**Problem to solve**. Please repeat, unchanged, the lines at the top of the listing below, ending with the one that has "this workspace's version".

**Material for the task**.
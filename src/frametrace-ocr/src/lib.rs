//! OCR worker: drains decoded frames from a [`frametrace_queue::FrameQueue`],
//! skips already-processed ones, and runs the rest through an [`OcrProvider`].
//!
//! The concrete recognition engine is a collaborator, not part of this
//! crate's contract — [`OcrProvider`] is the seam. `windows_provider` behind
//! the `windows-ocr` feature is one implementation; `test_provider` offers
//! deterministic stand-ins for testing the rest of the pipeline.

mod error;
mod provider;
#[cfg(any(test, feature = "test-providers"))]
mod test_provider;
#[cfg(feature = "tesseract-ocr")]
mod tesseract_provider;
mod types;
mod worker;
#[cfg(all(feature = "windows-ocr", windows))]
mod windows_provider;

pub use error::{OcrError, Result};
pub use provider::OcrProvider;
#[cfg(any(test, feature = "test-providers"))]
pub use test_provider::{FixedProvider, NullProvider};
#[cfg(feature = "tesseract-ocr")]
pub use tesseract_provider::TesseractProvider;
pub use types::{OcrResult, TextEntry};
pub use worker::run;
#[cfg(all(feature = "windows-ocr", windows))]
pub use windows_provider::WindowsOcrProvider;
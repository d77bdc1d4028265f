//! Forward-only schema migrations.
//!
//! A brand-new store is created directly at [`CURRENT_DB_VERSION`] — the
//! chain below only matters for stores carrying an older layout on disk.
//! Each step is idempotent (`CREATE TABLE IF NOT EXISTS` / guarded inserts)
//! and runs inside its own transaction, so a crash mid-migration leaves the
//! store at the last fully-committed version rather than half-migrated.
//!
//! v0 → v1: add the frame-number index the original flat `ocr_entries` table
//! lacked.
//! v1 → v2: backfill `metadata.last_processed_frame` from `MAX(frame_num)`.
//! v2 → v3: normalize `ocr_entries` into `text_entries` (deduplicated
//! strings) and `text_instances` (per-frame occurrences), drop the old
//! table, and `VACUUM`. This step stamps the store at version 4, not 3 —
//! v3 names the table layout it introduces, 4 is this workspace's version
//! number for "normalized and current".

use rusqlite::Connection;

use crate::error::DatabaseError;
use crate::schema::{CREATE_CURRENT_SCHEMA, CURRENT_DB_VERSION};

/// Bring `conn` to [`CURRENT_DB_VERSION`], creating a fresh schema if the
/// database has no tables at all.
pub fn run_all(conn: &mut Connection) -> Result<(), DatabaseError> {
    match detect_version(conn)? {
        None => create_fresh(conn),
        Some(version) if version == CURRENT_DB_VERSION => Ok(()),
        Some(version) if version > CURRENT_DB_VERSION => Err(DatabaseError::UnsupportedVersion {
            found: version,
            supported: CURRENT_DB_VERSION,
        }),
        Some(mut version) => {
            if version == 0 {
                migrate_v0_to_v1(conn)?;
                version = 1;
            }
            if version == 1 {
                migrate_v1_to_v2(conn)?;
                version = 2;
            }
            if version == 2 {
                migrate_v2_to_v4_normalize(conn)?;
                version = 4;
            }
            debug_assert_eq!(version, CURRENT_DB_VERSION);
            Ok(())
        }
    }
}

/// `None` means there is nothing here yet (fresh database). `Some(0)` is the
/// legacy pre-metadata `ocr_entries` layout.
fn detect_version(conn: &Connection) -> Result<Option<i64>, DatabaseError> {
    if table_exists(conn, "metadata")? {
        let raw: String = conn.query_row(
            "SELECT value FROM metadata WHERE key = 'version'",
            [],
            |row| row.get(0),
        )?;
        let version: i64 = raw
            .parse()
            .map_err(|_| DatabaseError::Migration(format!("metadata.version is not a valid integer: {raw:?}")))?;
        return Ok(Some(version));
    }
    if table_exists(conn, "ocr_entries")? {
        return Ok(Some(0));
    }
    Ok(None)
}

fn table_exists(conn: &Connection, name: &str) -> Result<bool, DatabaseError> {
    let exists = conn.query_row(
        "SELECT 1 FROM sqlite_master WHERE type = 'table' AND name = ?1",
        [name],
        |_| Ok(()),
    );
    match exists {
        Ok(()) => Ok(true),
        Err(rusqlite::Error::QueryReturnedNoRows) => Ok(false),
        Err(e) => Err(e.into()),
    }
}

fn create_fresh(conn: &mut Connection) -> Result<(), DatabaseError> {
    tracing::info!("initializing new store at schema version {}", CURRENT_DB_VERSION);
    let tx = conn.transaction()?;
    tx.execute_batch(CREATE_CURRENT_SCHEMA)?;
    set_version(&tx, CURRENT_DB_VERSION)?;
    set_metadata(&tx, "last_processed_frame", "-1")?;
    tx.commit()?;
    Ok(())
}

fn migrate_v0_to_v1(conn: &mut Connection) -> Result<(), DatabaseError> {
    tracing::info!("migrating store v0 -> v1 (indexing ocr_entries)");
    let tx = conn.transaction()?;
    tx.execute_batch(
        r#"
        CREATE TABLE IF NOT EXISTS metadata (
            key   TEXT PRIMARY KEY,
            value TEXT NOT NULL
        );
        CREATE INDEX IF NOT EXISTS ocr_entries_frame_num_idx ON ocr_entries(frame_num);
        "#,
    )?;
    set_version(&tx, 1)?;
    tx.commit()?;
    Ok(())
}

fn migrate_v1_to_v2(conn: &mut Connection) -> Result<(), DatabaseError> {
    tracing::info!("migrating store v1 -> v2 (backfilling last_processed_frame)");
    let tx = conn.transaction()?;
    let max_frame: Option<i64> = tx.query_row("SELECT MAX(frame_num) FROM ocr_entries", [], |row| row.get(0))?;
    set_metadata(&tx, "last_processed_frame", &max_frame.unwrap_or(-1).to_string())?;
    set_version(&tx, 2)?;
    tx.commit()?;
    Ok(())
}

fn migrate_v2_to_v4_normalize(conn: &mut Connection) -> Result<(), DatabaseError> {
    tracing::info!("migrating store v2 -> v4 (normalizing ocr_entries into text_entries/text_instances)");
    {
        let tx = conn.transaction()?;
        tx.execute_batch(
            r#"
            CREATE TABLE text_entries (
                id    INTEGER PRIMARY KEY AUTOINCREMENT NOT NULL,
                value TEXT UNIQUE NOT NULL
            );
            CREATE INDEX text_entries_value_idx ON text_entries(value);

            CREATE TABLE text_instances (
                id            INTEGER PRIMARY KEY AUTOINCREMENT NOT NULL,
                text_entry_id INTEGER NOT NULL,
                frame_num     INTEGER NOT NULL,
                left          INTEGER,
                top           INTEGER,
                right         INTEGER,
                bottom        INTEGER,
                confidence    REAL,

                FOREIGN KEY(text_entry_id)
                    REFERENCES text_entries(id)
                    ON DELETE CASCADE
            );
            CREATE INDEX text_instances_frame_num_idx ON text_instances(frame_num);
            "#,
        )?;

        {
            let mut select_old = tx.prepare("SELECT frame_num, left, top, right, bottom, confidence, ocr_text FROM ocr_entries")?;
            let mut insert_text = tx.prepare("INSERT OR IGNORE INTO text_entries(value) VALUES (?1)")?;
            let mut lookup_text_id = tx.prepare("SELECT id FROM text_entries WHERE value = ?1")?;
            let mut insert_instance = tx.prepare(
                "INSERT INTO text_instances(text_entry_id, frame_num, left, top, right, bottom, confidence) \
                 VALUES (?1, ?2, ?3, ?4, ?5, ?6, ?7)",
            )?;

            let mut rows = select_old.query([])?;
            while let Some(row) = rows.next()? {
                let frame_num: i64 = row.get(0)?;
                let left: Option<i32> = row.get(1)?;
                let top: Option<i32> = row.get(2)?;
                let right: Option<i32> = row.get(3)?;
                let bottom: Option<i32> = row.get(4)?;
                let confidence: Option<f64> = row.get(5)?;
                let text: String = row.get(6)?;

                insert_text.execute([&text])?;
                let text_entry_id: i64 = lookup_text_id.query_row([&text], |r| r.get(0))?;
                insert_instance.execute(rusqlite::params![
                    text_entry_id,
                    frame_num,
                    left,
                    top,
                    right,
                    bottom,
                    confidence
                ])?;
            }
        }

        tx.execute_batch("DROP TABLE ocr_entries;")?;
        set_version(&tx, 4)?;
        tx.commit()?;
    }
    conn.execute_batch("VACUUM;")?;
    Ok(())
}

fn set_version(conn: &Connection, version: i64) -> Result<(), DatabaseError> {
    set_metadata(conn, "version", &version.to_string())
}

fn set_metadata(conn: &Connection, key: &str, value: &str) -> Result<(), DatabaseError> {
    conn.execute(
        "INSERT INTO metadata(key, value) VALUES (?1, ?2) \
         ON CONFLICT(key) DO UPDATE SET value = excluded.value",
        rusqlite::params![key, value],
    )?;
    Ok(())
}

#[cfg(test)]
mod tests {
    use super::*;

    fn legacy_v0_store() -> Connection {
        let conn = Connection::open_in_memory().unwrap();
        conn.execute_batch(
            r#"
            CREATE TABLE ocr_entries (
                id         INTEGER PRIMARY KEY AUTOINCREMENT,
                frame_num  INTEGER NOT NULL,
                left       INTEGER,
                top        INTEGER,
                right      INTEGER,
                bottom     INTEGER,
                confidence REAL,
                ocr_text   TEXT NOT NULL
            );
            "#,
        )
        .unwrap();
        conn
    }

    #[test]
    fn fresh_database_lands_directly_on_current_version() {
        let mut conn = Connection::open_in_memory().unwrap();
        run_all(&mut conn).unwrap();
        assert_eq!(detect_version(&conn).unwrap(), Some(CURRENT_DB_VERSION));
    }

    #[test]
    fn running_migrations_twice_is_a_no_op() {
        let mut conn = Connection::open_in_memory().unwrap();
        run_all(&mut conn).unwrap();
        run_all(&mut conn).unwrap();
        assert_eq!(detect_version(&conn).unwrap(), Some(CURRENT_DB_VERSION));
    }

    #[test]
    fn legacy_store_migrates_through_the_full_chain() {
        let mut conn = legacy_v0_store();
        conn.execute(
            "INSERT INTO ocr_entries (frame_num, left, top, right, bottom, confidence, ocr_text) \
             VALUES (5, 0, 0, 10, 10, 95.0, 'hello')",
            [],
        )
        .unwrap();
        conn.execute(
            "INSERT INTO ocr_entries (frame_num, left, top, right, bottom, confidence, ocr_text) \
             VALUES (5, 20, 0, 30, 10, 91.0, 'hello')",
            [],
        )
        .unwrap();

        run_all(&mut conn).unwrap();

        assert_eq!(detect_version(&conn).unwrap(), Some(CURRENT_DB_VERSION));

        let text_entries: i64 = conn.query_row("SELECT COUNT(*) FROM text_entries", [], |r| r.get(0)).unwrap();
        assert_eq!(text_entries, 1, "duplicate text should collapse to one entry");

        let instances: i64 = conn.query_row("SELECT COUNT(*) FROM text_instances", [], |r| r.get(0)).unwrap();
        assert_eq!(instances, 2);

        let last_processed: String = conn
            .query_row("SELECT value FROM metadata WHERE key = 'last_processed_frame'", [], |r| r.get(0))
            .unwrap();
        assert_eq!(last_processed, "5");

        let still_there: Result<i64, _> = conn.query_row("SELECT COUNT(*) FROM ocr_entries", [], |r| r.get(0));
        assert!(still_there.is_err(), "ocr_entries should have been dropped");
    }

    #[test]
    fn a_corrupt_version_string_is_reported_as_a_migration_error() {
        let conn = Connection::open_in_memory().unwrap();
        conn.execute_batch(CREATE_CURRENT_SCHEMA).unwrap();
        set_metadata(&conn, "version", "not-a-number").unwrap();
        set_metadata(&conn, "last_processed_frame", "-1").unwrap();

        let err = detect_version(&conn).unwrap_err();
        assert!(matches!(err, DatabaseError::Migration(_)));
    }

    #[test]
    fn a_version_newer_than_supported_is_rejected() {
        let mut conn = Connection::open_in_memory().unwrap();
        conn.execute_batch(CREATE_CURRENT_SCHEMA).unwrap();
        set_version(&conn, CURRENT_DB_VERSION + 1).unwrap();
        set_metadata(&conn, "last_processed_frame", "-1").unwrap();

        let err = run_all(&mut conn).unwrap_err();
        assert!(matches!(err, DatabaseError::UnsupportedVersion { .. }));
    }
}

**Response box**.
filename src/frametrace-ocr/src/lib.rs
//! OCR worker: drains decoded frames from a [`frametrace_queue::FrameQueue`],
//! skips already-processed ones, and runs the rest through an [`OcrProvider`].
//!
//! The concrete recognition engine is a collaborator, not part of this
//! crate's contract — [`OcrProvider`] is the seam. `windows_provider` behind
//! the `windows-ocr` feature is one implementation; `test_provider` offers
//! deterministic stand-ins for testing the rest of the pipeline.

mod error;
mod provider;
#[cfg(any(test, feature = "test-providers"))]
mod test_provider;
#[cfg(feature = "tesseract-ocr")]
mod tesseract_provider;
mod types;
mod worker;
#[cfg(all(feature = "windows-ocr", windows))]
mod windows_provider;

pub use error::{OcrError, Result};
pub use provider::OcrProvider;
#[cfg(any(test, feature = "test-providers"))]
pub use test_provider::{FixedProvider, NullProvider};
#[cfg(feature = "tesseract-ocr")]
pub use tesseract_provider::TesseractProvider;
pub use types::{OcrResult, TextEntry};
pub use worker::run;
#[cfg(all(feature = "windows-ocr", windows))]
pub use windows_provider::WindowsOcrProvider;
repository d77bdc1d4028265f
//! Forward-only schema migrations.
//!
//! A brand-new store is created directly at [`CURRENT_DB_VERSION`] — the
//! chain below only matters for stores carrying an older layout on disk.
//! Each step is idempotent (`CREATE TABLE IF NOT EXISTS` / guarded inserts)
//! and runs inside its own transaction, so a crash mid-migration leaves the
//! store at the last fully-committed version rather than half-migrated.
//!
//! v0 → v1: add the frame-number index the original flat `ocr_entries` table
//! lacked.
//! v1 → v2: backfill `metadata.last_processed_frame` from `MAX(frame_num)`.
//! v2 → v3: normalize `ocr_entries` into `text_entries` (deduplicated
//! strings) and `text_instances` (per-frame occurrences), drop the old
//! table, and `VACUUM`. This step stamps the store at version 4, not 3 —
//! v3 names the table layout it introduces, 4 is this workspace's version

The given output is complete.